Daphne forced her back straight and unclenched her hands from the ropes. Synthetic fibers had left crisscross tracks on her palms. “It’s fine. I feel.” There were words somewhere to match her feeling. She touched her neck. The wound was gone. “I feel bad for her. She’s fallen so far.”
Madeline Ramp examined the blood on her glove as it dried, as if she could read the remnant stain like tea leaves. “Daphne,” she said in the same soft voice, “Ms. Abernathy won’t join our cause just because we ask her to. If her loyalty’s misplaced, we will have to fight her—break her down and bring her into the fold. Do you think you can do that? If not, you can sit this one out. You’ve done so much.”
At those words, the ground under Daphne gaped. She could fall back into purposeless void—into pondering the milk-swirled depths of teacups as women in pale dresses moved around her and whispered: Don’t take the tea, you’ll upset her. A mother wept somewhere, a mother who might have been hers.
All that smeared memory of tea and milk and hospital gowns had ended with five words: I have work for you.
“I can do this,” she said.
“Good.” Ramp vaulted into the basket and extended her hand to Daphne. “Come, then. Let’s dirty our hands.”

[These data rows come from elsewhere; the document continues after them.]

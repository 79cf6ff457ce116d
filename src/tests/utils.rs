use crate::db::connection::{init_db, Database};
use crate::loader::Listing;
use crate::state::AppState;
use astra::Response;
use std::io::Read;
use std::time::{SystemTime, UNIX_EPOCH};

/// Initialize a fresh test DB using the production schema
pub fn make_db(label: &str) -> Database {
    let path = std::env::temp_dir().join(format!(
        "{label}_{}.sqlite",
        SystemTime::now()
            .duration_since(UNIX_EPOCH)
            .unwrap()
            .as_nanos()
    ));
    let db = Database::new(path.to_string_lossy().to_string());

    init_db(&db, "sql/schema.sql").expect("Failed to initialize DB");

    db
}

/// A dataset record with every field populated.
pub fn listing(id: i64, name: &str) -> Listing {
    Listing {
        id,
        name: name.to_string(),
        picture_url: format!("https://example.com/listing-{id}.jpg"),
        host_thumbnail_url: "https://example.com/host.jpg".to_string(),
        host_name: "Alex".to_string(),
        amenities: r#"["Wifi", "Kitchen", "Heating", "Washer"]"#.to_string(),
        price: "$150.00".to_string(),
        review_scores_rating: Some(4.86),
    }
}

pub fn make_state(label: &str, listings: Vec<Listing>) -> AppState {
    AppState::new(make_db(label), Ok(listings))
}

pub fn body_string(resp: &mut Response) -> String {
    let mut bytes = Vec::new();
    resp.body_mut()
        .reader()
        .read_to_end(&mut bytes)
        .expect("Failed to read response body");
    String::from_utf8(bytes).expect("Response body was not UTF-8")
}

She cut the anchor lines, and the balloon rose over Alt Coulumb.
*
Tara found Gavriel Jones in the plaza before the Crier’s Guild entrance, on the southeast corner of Providence and Flame. Guild spires cut the scudding clouds above the gathered audience: nobles and merchants and bankers mixed with cabdrivers and off-duty construction workers in dusty coveralls. Hot dog and pretzel carts did brisk trade at the square’s edge.
Alt Coulumb’s people had come for the news.
“Crowded,” Tara grumbled after she shoved past stevedores and stockbrokers to reach Jones by the stage. “I thought we had a deal.”
“We do,” Jones said. “But rumor travels faster than truth. People hear what’s said between the lines. I hope your exclusive’s worth the delay.”
A hush capped the crowd’s murmur, as if a conductor had given signal. The Guild’s front doors opened and two lines of velvet-robed choristers emerged in step. At the square’s edge a man argued with a hot dog seller, and traffic clanked and clattered as usual, but the silence by the stage was so deep Tara could hear each singer’s footfalls. Onstage, they curved into a shallow U. A singer in darker robes stepped forth, raised her hand. Tara heard a pitch but saw no pipe.
That morning’s song had been a stripped-down version of the Paupers’ Quarter fight, sans goddess: incantation more than melody, like the call-and-response hymns from Edgemont services. The simple line emphasized the words, which were the point.
At least, Tara had thought they were.
But words were not the point of the Criers’ song that night. Tara heard a theme stated in the bass and restated, discordant, by other voices, describing the Paupers’ Quarter gathering. The music swelled, shards of melody grating against one other, when Shale arrived. And then, the piece trembled on the verge of decoherence—she was not musician enough to give what happened its proper name. Harmonic fragments locked into a new, shining tone, a strange expanded inside-out chord, a brilliance. She caught her breath to keep from weeping.
Exhaustion, she told herself. Heightened emotions from two days’ hard work.
She knew she was lying.
No single word betrayed Seril or broke Jones’s promise. But Shale—although four decades of suspicion had primed the crowd to call him a monster—brought them glory through this music.
The choir held the chord, shifting like the light a full moon cast through diamond. Then came the dying fall, a restatement of the initial themes to summarize the night’s events.
Tara’s eyes were hot. Entirely due to the intensity with which she’d watched the stage. Of course.
The song ended. The audience stood rigid as if a current ran through them.
Applause came in torrents.
Tara turned to Jones. The journalist had her hat cocked back, her chin up, her hands in the pockets of her overcoat. The corners of her mouth turned up.
“Between the lines.” Tara had to shout to be heard through the cheers.
Jones shrugged. Every line on her face said, satisfied. “I’ve waited a long time for something to fit that music.”
“You wrote that?”
“A year back. Finally had cause to use it.”
“That was”—she searched for the right word—“more generous than I expected.”
“You keep trying to cast me as a villain, Tara.” Jones looked like a wine connoisseur after a fine sip of a joyful vintage, holding the sensation’s ghost in her mouth and mind as it faded. “I’m not. Our goals are different, that’s all.”
“Come on,” Tara said. She checked her watch. Fifteen minutes gone. She wasn’t sure whether she was surprised the song was so long, or so short. Clock time didn’t map to music. “I have a friend who wants to meet you.”